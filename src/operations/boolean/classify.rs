use std::collections::HashMap;

use tracing::{trace, warn};

use crate::geometry::blueprint::Blueprint;
use crate::geometry::curve::Curve;
use crate::math::Point2;
use crate::operations::query::{point_in_blueprint, Containment};

use super::hashing::SegmentKey;
use super::segment::Segment;

/// Direction of a segment shared with the other loop.
#[derive(Debug, Clone, Copy, PartialEq, Eq)]
pub enum BoundaryMatch {
    /// Both loops run along it in the same direction.
    Same,
    /// The loops run along it in opposite directions.
    Opposite,
}

/// Position of a segment relative to the other loop.
#[derive(Debug, Clone, Copy, PartialEq, Eq)]
pub enum Classification {
    Inside,
    Outside,
    Boundary(BoundaryMatch),
}

/// Classifies every segment of one loop against the other loop.
///
/// Segments that coincide with a segment of the other loop are reported as
/// `Boundary`; the rest are probed with point containment.
///
/// # Panics
///
/// Panics if every probe point of a non-boundary segment lies on the other
/// loop's boundary. Segmentation at all cut points rules this out.
#[must_use]
pub fn classify_segments(
    segments: &[Segment],
    other_segments: &[Segment],
    other_loop: &Blueprint,
    tolerance: f64,
) -> Vec<Classification> {
    let mut by_key: HashMap<SegmentKey, Vec<&Segment>> = HashMap::new();
    for segment in other_segments {
        by_key.entry(segment.key()).or_default().push(segment);
    }

    segments
        .iter()
        .map(|segment| {
            let matched = by_key
                .get(&segment.key())
                .into_iter()
                .flatten()
                .find_map(|other| boundary_match(segment, other, tolerance));
            let classification = match matched {
                Some(m) => Classification::Boundary(m),
                None => probe(segment, other_loop, tolerance),
            };
            trace!(
                start = segment.start,
                end = segment.end,
                ?classification,
                "segment classified"
            );
            classification
        })
        .collect()
}

/// Confirms that two segments with the same key trace the same geometry and
/// reports their relative direction.
fn boundary_match(segment: &Segment, other: &Segment, tolerance: f64) -> Option<BoundaryMatch> {
    let on_other = segment
        .curves
        .iter()
        .all(|c| other.distance_to(&c.midpoint()) <= tolerance);
    let on_self = other
        .curves
        .iter()
        .all(|c| segment.distance_to(&c.midpoint()) <= tolerance);
    if !on_other || !on_self {
        return None;
    }

    let curve = &segment.curves[segment.curves.len() / 2];
    let probe = curve.midpoint();
    let tangent = curve.tangent(0.5).ok()?;
    let other_tangent = other.curves.iter().find_map(|c| {
        let t = c.parameter_of(&probe, tolerance)?;
        c.tangent(t).ok()
    })?;
    if tangent.dot(&other_tangent) >= 0.0 {
        Some(BoundaryMatch::Same)
    } else {
        Some(BoundaryMatch::Opposite)
    }
}

/// Probe points of a segment in the order they are tried: the midpoint of
/// the middle curve, then the midpoints of the other curves, then quarter
/// points of every curve.
fn probe_points(segment: &Segment) -> impl Iterator<Item = Point2> + '_ {
    let n = segment.curves.len();
    let middle = n / 2;
    let order = std::iter::once(middle).chain((0..n).filter(move |&i| i != middle));
    let midpoints = order.map(|i| segment.curves[i].midpoint());
    let quarters = segment
        .curves
        .iter()
        .flat_map(|c| [c.value(0.25), c.value(0.75)]);
    midpoints.chain(quarters)
}

fn probe(segment: &Segment, other_loop: &Blueprint, tolerance: f64) -> Classification {
    for (attempt, point) in probe_points(segment).enumerate() {
        match point_in_blueprint(other_loop, &point, tolerance) {
            Containment::Inside => return Classification::Inside,
            Containment::Outside => return Classification::Outside,
            Containment::OnBoundary => {
                warn!(
                    attempt,
                    x = point.x,
                    y = point.y,
                    "classification probe lies on the other boundary, retrying"
                );
            }
        }
    }
    panic!(
        "classify_segments: every probe of segment {} -> {} lies on the other boundary",
        segment.start, segment.end
    );
}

● ● ● ● ● ● ●

EXERCISE | Copy out only the lines running from the beginning of the data to the line with "use super::segment::Segment;", both ends included.

EXPECTED ANSWER |
filename src/operations/boolean/classify.rs
use std::collections::HashMap;

use tracing::{trace, warn};

use crate::geometry::blueprint::Blueprint;
use crate::geometry::curve::Curve;
use crate::math::Point2;
use crate::operations::query::{point_in_blueprint, Containment};

use super::hashing::SegmentKey;
use super::segment::Segment;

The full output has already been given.